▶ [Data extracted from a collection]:

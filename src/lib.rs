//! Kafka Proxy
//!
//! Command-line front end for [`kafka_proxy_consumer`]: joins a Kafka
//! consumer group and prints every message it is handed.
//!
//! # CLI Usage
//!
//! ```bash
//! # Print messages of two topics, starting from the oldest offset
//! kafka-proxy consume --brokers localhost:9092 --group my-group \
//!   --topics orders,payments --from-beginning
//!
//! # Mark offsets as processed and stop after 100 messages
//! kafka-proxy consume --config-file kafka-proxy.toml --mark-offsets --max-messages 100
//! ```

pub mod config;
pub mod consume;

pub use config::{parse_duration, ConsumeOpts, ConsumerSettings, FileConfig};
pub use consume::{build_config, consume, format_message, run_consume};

▶ [INSTRUCTIONS TO FOLLOW]:
Go through the entries and return each line where the word "messages" occurs.

▶ [RESPONSE BOX]:
//! # Print messages of two topics, starting from the oldest offset
//! # Mark offsets as processed and stop after 100 messages
//! kafka-proxy consume --config-file kafka-proxy.toml --mark-offsets --max-messages 100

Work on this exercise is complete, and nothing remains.